[Items listed in a dataset]
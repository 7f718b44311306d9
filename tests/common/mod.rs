//! Shared fixtures for integration tests: a local catalog served by axum,
//! a recording notification sink, and config builders.

#![allow(dead_code)]

use std::collections::HashMap;
use std::path::Path;
use std::sync::{Arc, Mutex};

use async_trait::async_trait;
use axum::extract::{Path as UrlPath, Query, State};
use axum::http::StatusCode;
use axum::response::Html;
use axum::routing::get;
use axum::Router;

use catalog_watch::config::{self, Config};
use catalog_watch::notify::{Message, NotificationSink, NotifyError};

/// What the fake catalog serves. Tests mutate it between cycles.
#[derive(Default)]
pub struct Catalog {
    /// Listing HTML per 1-based page; missing pages render empty.
    pub pages: HashMap<u32, String>,
    /// Detail page status and HTML per id; missing ids are 404.
    pub details: HashMap<String, (u16, String)>,
    /// Detail requests seen per id.
    pub detail_hits: HashMap<String, usize>,
}

pub type SharedCatalog = Arc<Mutex<Catalog>>;

impl Catalog {
    pub fn shared() -> SharedCatalog {
        Arc::new(Mutex::new(Catalog::default()))
    }
}

/// Listing page HTML with one card per `(id, title)`.
pub fn listing_page(entries: &[(&str, &str)]) -> String {
    let cards: String = entries
        .iter()
        .map(|(id, title)| {
            format!(
                r#"<div class="card"><a class="title" href="/view/{id}">{title}</a><span class="no">{id}</span></div>"#
            )
        })
        .collect();
    format!("<html><body><nav>Catalog 2024</nav>{}</body></html>", cards)
}

/// Detail page HTML with navigation noise around `body`.
pub fn detail_page(body: &str) -> String {
    format!(
        r#"<html><body>
             <nav>Home | Laptops | Printers</nav>
             <main><ul class="breadcrumb"><li>Catalog</li></ul><div class="lot">{}</div></main>
             <script>track("laptop")</script>
           </body></html>"#,
        body
    )
}

async fn list_handler(
    State(catalog): State<SharedCatalog>,
    Query(params): Query<HashMap<String, String>>,
) -> Html<String> {
    let page = params
        .get("page")
        .and_then(|p| p.parse::<u32>().ok())
        .unwrap_or(1);
    let html = catalog
        .lock()
        .unwrap()
        .pages
        .get(&page)
        .cloned()
        .unwrap_or_else(|| "<html><body></body></html>".to_string());
    Html(html)
}

async fn view_handler(
    State(catalog): State<SharedCatalog>,
    UrlPath(id): UrlPath<String>,
) -> (StatusCode, Html<String>) {
    let mut catalog = catalog.lock().unwrap();
    *catalog.detail_hits.entry(id.clone()).or_default() += 1;
    match catalog.details.get(&id) {
        Some((status, body)) => (
            StatusCode::from_u16(*status).unwrap(),
            Html(body.clone()),
        ),
        None => (StatusCode::NOT_FOUND, Html(String::new())),
    }
}

/// Serve `catalog` on an ephemeral port; returns the base URL.
pub async fn spawn_catalog(catalog: SharedCatalog) -> String {
    let app = Router::new()
        .route("/list", get(list_handler))
        .route("/view/{id}", get(view_handler))
        .with_state(catalog);

    let listener = tokio::net::TcpListener::bind("127.0.0.1:0").await.unwrap();
    let addr = listener.local_addr().unwrap();
    tokio::spawn(async move {
        axum::serve(listener, app).await.unwrap();
    });
    format!("http://{}", addr)
}

/// Config TOML pointing at `base_url`, with fast HTTP limits for tests.
pub fn config_toml(base_url: &str, db_path: &Path, criteria_path: &Path, max_retries: u32) -> String {
    format!(
        r#"[db]
path = "{db}"

[http]
timeout_secs = 5
concurrency = 3
rate_limit_rps = 50.0
burst = 5

[listing]
url_template = "{base}/list?page={{page}}"
pages = 2
interval_secs = 1

[listing.card]
item = ".card"
link = "a.title"
id_text = ".no"

[detail]
interval_secs = 1
max_retries = {max_retries}

[criteria]
path = "{criteria}"

[notify]
sink = "log"
source_label = "test-catalog"

[logging]
level = "warn"
"#,
        db = db_path.display(),
        base = base_url,
        criteria = criteria_path.display(),
        max_retries = max_retries,
    )
}

pub fn test_config(base_url: &str, db_path: &Path, criteria_path: &Path, max_retries: u32) -> Config {
    let config: Config =
        toml::from_str(&config_toml(base_url, db_path, criteria_path, max_retries)).unwrap();
    config::validate(&config).unwrap();
    config
}

/// Sink that keeps every message it is asked to send.
#[derive(Default)]
pub struct RecordingSink {
    pub sent: Mutex<Vec<(String, Message)>>,
}

impl RecordingSink {
    pub fn count(&self) -> usize {
        self.sent.lock().unwrap().len()
    }

    pub fn messages(&self) -> Vec<Message> {
        self.sent.lock().unwrap().iter().map(|(_, m)| m.clone()).collect()
    }
}

#[async_trait]
impl NotificationSink for RecordingSink {
    fn name(&self) -> &str {
        "recording"
    }

    async fn send(&self, recipient: &str, message: &Message) -> Result<(), NotifyError> {
        self.sent
            .lock()
            .unwrap()
            .push((recipient.to_string(), message.clone()));
        Ok(())
    }
}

* [WHAT YOU SHOULD DO]: Write all the data out again, word for word.

* [WRITTEN SOLUTION]:
repository 7f718b44311306d9
filename tests/common/mod.rs
//! Shared fixtures for integration tests: a local catalog served by axum,
//! a recording notification sink, and config builders.

#![allow(dead_code)]

use std::collections::HashMap;
use std::path::Path;
use std::sync::{Arc, Mutex};

use async_trait::async_trait;
use axum::extract::{Path as UrlPath, Query, State};
use axum::http::StatusCode;
use axum::response::Html;
use axum::routing::get;
use axum::Router;

use catalog_watch::config::{self, Config};
use catalog_watch::notify::{Message, NotificationSink, NotifyError};

/// What the fake catalog serves. Tests mutate it between cycles.
#[derive(Default)]
pub struct Catalog {
    /// Listing HTML per 1-based page; missing pages render empty.
    pub pages: HashMap<u32, String>,
    /// Detail page status and HTML per id; missing ids are 404.
    pub details: HashMap<String, (u16, String)>,
    /// Detail requests seen per id.
    pub detail_hits: HashMap<String, usize>,
}

pub type SharedCatalog = Arc<Mutex<Catalog>>;

impl Catalog {
    pub fn shared() -> SharedCatalog {
        Arc::new(Mutex::new(Catalog::default()))
    }
}

/// Listing page HTML with one card per `(id, title)`.
pub fn listing_page(entries: &[(&str, &str)]) -> String {
    let cards: String = entries
        .iter()
        .map(|(id, title)| {
            format!(
                r#"<div class="card"><a class="title" href="/view/{id}">{title}</a><span class="no">{id}</span></div>"#
            )
        })
        .collect();
    format!("<html><body><nav>Catalog 2024</nav>{}</body></html>", cards)
}

/// Detail page HTML with navigation noise around `body`.
pub fn detail_page(body: &str) -> String {
    format!(
        r#"<html><body>
             <nav>Home | Laptops | Printers</nav>
             <main><ul class="breadcrumb"><li>Catalog</li></ul><div class="lot">{}</div></main>
             <script>track("laptop")</script>
           </body></html>"#,
        body
    )
}

async fn list_handler(
    State(catalog): State<SharedCatalog>,
    Query(params): Query<HashMap<String, String>>,
) -> Html<String> {
    let page = params
        .get("page")
        .and_then(|p| p.parse::<u32>().ok())
        .unwrap_or(1);
    let html = catalog
        .lock()
        .unwrap()
        .pages
        .get(&page)
        .cloned()
        .unwrap_or_else(|| "<html><body></body></html>".to_string());
    Html(html)
}

async fn view_handler(
    State(catalog): State<SharedCatalog>,
    UrlPath(id): UrlPath<String>,
) -> (StatusCode, Html<String>) {
    let mut catalog = catalog.lock().unwrap();
    *catalog.detail_hits.entry(id.clone()).or_default() += 1;
    match catalog.details.get(&id) {
        Some((status, body)) => (
            StatusCode::from_u16(*status).unwrap(),
            Html(body.clone()),
        ),
        None => (StatusCode::NOT_FOUND, Html(String::new())),
    }
}

/// Serve `catalog` on an ephemeral port; returns the base URL.
pub async fn spawn_catalog(catalog: SharedCatalog) -> String {
    let app = Router::new()
        .route("/list", get(list_handler))
        .route("/view/{id}", get(view_handler))
        .with_state(catalog);

    let listener = tokio::net::TcpListener::bind("127.0.0.1:0").await.unwrap();
    let addr = listener.local_addr().unwrap();
    tokio::spawn(async move {
        axum::serve(listener, app).await.unwrap();
    });
    format!("http://{}", addr)
}

/// Config TOML pointing at `base_url`, with fast HTTP limits for tests.
pub fn config_toml(base_url: &str, db_path: &Path, criteria_path: &Path, max_retries: u32) -> String {
    format!(
        r#"[db]
path = "{db}"

[http]
timeout_secs = 5
concurrency = 3
rate_limit_rps = 50.0
burst = 5

[listing]
url_template = "{base}/list?page={{page}}"
pages = 2
interval_secs = 1

[listing.card]
item = ".card"
link = "a.title"
id_text = ".no"

[detail]
interval_secs = 1
max_retries = {max_retries}

[criteria]
path = "{criteria}"

[notify]
sink = "log"
source_label = "test-catalog"

[logging]
level = "warn"
"#,
        db = db_path.display(),
        base = base_url,
        criteria = criteria_path.display(),
        max_retries = max_retries,
    )
}

pub fn test_config(base_url: &str, db_path: &Path, criteria_path: &Path, max_retries: u32) -> Config {
    let config: Config =
        toml::from_str(&config_toml(base_url, db_path, criteria_path, max_retries)).unwrap();
    config::validate(&config).unwrap();
    config
}

/// Sink that keeps every message it is asked to send.
#[derive(Default)]
pub struct RecordingSink {
    pub sent: Mutex<Vec<(String, Message)>>,
}

impl RecordingSink {
    pub fn count(&self) -> usize {
        self.sent.lock().unwrap().len()
    }

    pub fn messages(&self) -> Vec<Message> {
        self.sent.lock().unwrap().iter().map(|(_, m)| m.clone()).collect()
    }
}

#[async_trait]
impl NotificationSink for RecordingSink {
    fn name(&self) -> &str {
        "recording"
    }

    async fn send(&self, recipient: &str, message: &Message) -> Result<(), NotifyError> {
        self.sent
            .lock()
            .unwrap()
            .push((recipient.to_string(), message.clone()));
        Ok(())
    }
}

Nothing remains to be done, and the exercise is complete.